> _Stored data entries_:
# # # # # # #

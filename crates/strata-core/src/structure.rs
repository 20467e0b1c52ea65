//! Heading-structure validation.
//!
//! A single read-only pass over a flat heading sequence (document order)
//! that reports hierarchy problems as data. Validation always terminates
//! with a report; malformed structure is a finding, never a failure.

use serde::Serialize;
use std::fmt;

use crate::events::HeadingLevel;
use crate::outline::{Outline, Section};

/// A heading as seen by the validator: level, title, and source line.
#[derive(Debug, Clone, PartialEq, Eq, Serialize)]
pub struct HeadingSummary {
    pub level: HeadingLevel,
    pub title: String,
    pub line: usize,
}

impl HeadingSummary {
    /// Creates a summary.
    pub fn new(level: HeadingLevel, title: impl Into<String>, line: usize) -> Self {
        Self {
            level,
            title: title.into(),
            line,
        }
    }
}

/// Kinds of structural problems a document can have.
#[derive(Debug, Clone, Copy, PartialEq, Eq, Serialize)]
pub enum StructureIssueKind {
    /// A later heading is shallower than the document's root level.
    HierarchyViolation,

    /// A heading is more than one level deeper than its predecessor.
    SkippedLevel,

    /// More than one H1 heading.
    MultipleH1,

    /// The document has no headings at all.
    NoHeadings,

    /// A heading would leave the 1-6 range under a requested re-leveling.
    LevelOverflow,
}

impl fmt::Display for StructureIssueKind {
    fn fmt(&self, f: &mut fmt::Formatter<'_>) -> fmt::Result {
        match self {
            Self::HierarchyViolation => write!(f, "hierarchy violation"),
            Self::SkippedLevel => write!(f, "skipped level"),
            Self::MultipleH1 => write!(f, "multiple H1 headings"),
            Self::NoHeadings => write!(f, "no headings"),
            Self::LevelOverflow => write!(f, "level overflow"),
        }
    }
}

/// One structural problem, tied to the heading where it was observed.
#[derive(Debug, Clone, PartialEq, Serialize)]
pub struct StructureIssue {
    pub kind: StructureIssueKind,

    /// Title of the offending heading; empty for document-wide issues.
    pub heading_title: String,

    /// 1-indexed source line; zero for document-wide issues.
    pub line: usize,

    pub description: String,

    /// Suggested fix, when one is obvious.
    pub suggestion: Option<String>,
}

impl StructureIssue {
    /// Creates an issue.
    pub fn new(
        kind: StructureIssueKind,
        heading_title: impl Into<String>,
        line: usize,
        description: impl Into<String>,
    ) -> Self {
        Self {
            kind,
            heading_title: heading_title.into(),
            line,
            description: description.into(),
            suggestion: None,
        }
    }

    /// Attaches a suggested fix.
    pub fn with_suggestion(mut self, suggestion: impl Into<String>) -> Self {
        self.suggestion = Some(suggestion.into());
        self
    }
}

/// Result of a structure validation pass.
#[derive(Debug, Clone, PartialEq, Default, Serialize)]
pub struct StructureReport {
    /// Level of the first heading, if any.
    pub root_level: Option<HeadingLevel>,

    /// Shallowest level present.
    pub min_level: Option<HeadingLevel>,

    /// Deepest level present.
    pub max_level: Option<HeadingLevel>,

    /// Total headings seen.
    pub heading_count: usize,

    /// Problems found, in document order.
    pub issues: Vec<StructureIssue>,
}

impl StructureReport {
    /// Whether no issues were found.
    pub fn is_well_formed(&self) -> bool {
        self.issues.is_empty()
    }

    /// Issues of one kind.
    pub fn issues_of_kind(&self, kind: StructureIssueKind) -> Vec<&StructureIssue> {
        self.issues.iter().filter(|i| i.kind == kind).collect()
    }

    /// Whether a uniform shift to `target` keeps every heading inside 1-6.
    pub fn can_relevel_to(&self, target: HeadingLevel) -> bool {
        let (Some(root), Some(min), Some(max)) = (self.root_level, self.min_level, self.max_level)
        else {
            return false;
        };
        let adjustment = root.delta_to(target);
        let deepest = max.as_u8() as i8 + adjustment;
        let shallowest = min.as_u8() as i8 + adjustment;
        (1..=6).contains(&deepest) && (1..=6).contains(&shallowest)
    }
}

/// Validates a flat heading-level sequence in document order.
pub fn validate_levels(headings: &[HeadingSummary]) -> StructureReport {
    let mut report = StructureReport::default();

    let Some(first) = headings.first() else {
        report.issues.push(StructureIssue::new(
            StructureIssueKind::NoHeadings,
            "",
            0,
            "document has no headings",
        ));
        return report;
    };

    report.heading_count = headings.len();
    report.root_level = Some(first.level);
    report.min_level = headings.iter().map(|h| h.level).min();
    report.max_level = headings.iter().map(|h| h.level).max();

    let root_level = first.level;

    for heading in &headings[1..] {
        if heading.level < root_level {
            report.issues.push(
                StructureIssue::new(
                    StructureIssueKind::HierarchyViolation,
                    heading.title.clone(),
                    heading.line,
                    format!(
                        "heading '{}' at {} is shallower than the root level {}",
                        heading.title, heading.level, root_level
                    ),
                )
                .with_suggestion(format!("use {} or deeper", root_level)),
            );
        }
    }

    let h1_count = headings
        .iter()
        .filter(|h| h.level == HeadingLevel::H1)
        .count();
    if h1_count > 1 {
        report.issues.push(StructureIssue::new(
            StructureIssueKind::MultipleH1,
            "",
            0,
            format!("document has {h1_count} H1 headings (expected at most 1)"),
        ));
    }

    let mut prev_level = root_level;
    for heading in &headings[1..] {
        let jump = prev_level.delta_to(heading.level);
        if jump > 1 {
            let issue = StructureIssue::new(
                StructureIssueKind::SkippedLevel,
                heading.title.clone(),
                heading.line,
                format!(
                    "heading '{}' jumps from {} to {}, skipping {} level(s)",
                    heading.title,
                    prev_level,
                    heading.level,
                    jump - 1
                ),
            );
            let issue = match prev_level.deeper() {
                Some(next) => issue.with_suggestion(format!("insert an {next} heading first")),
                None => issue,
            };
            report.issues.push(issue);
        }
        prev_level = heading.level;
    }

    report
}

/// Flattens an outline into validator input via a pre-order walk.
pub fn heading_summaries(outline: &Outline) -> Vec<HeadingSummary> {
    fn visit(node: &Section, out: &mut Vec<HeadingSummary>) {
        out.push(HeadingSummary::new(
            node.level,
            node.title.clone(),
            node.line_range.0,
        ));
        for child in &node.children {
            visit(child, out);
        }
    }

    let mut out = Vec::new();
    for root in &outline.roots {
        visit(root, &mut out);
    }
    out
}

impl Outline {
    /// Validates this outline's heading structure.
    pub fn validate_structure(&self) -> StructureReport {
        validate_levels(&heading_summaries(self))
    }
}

# # # # # # #

> _Action item_: Reproduce exactly the lines from the beginning of the entries above up to and including the line that contains "sequence (document order)".

> _Answer box_:
filename crates/strata-core/src/structure.rs
repository 20467e0b1c52ea65
//! Heading-structure validation.
//!
//! A single read-only pass over a flat heading sequence (document order)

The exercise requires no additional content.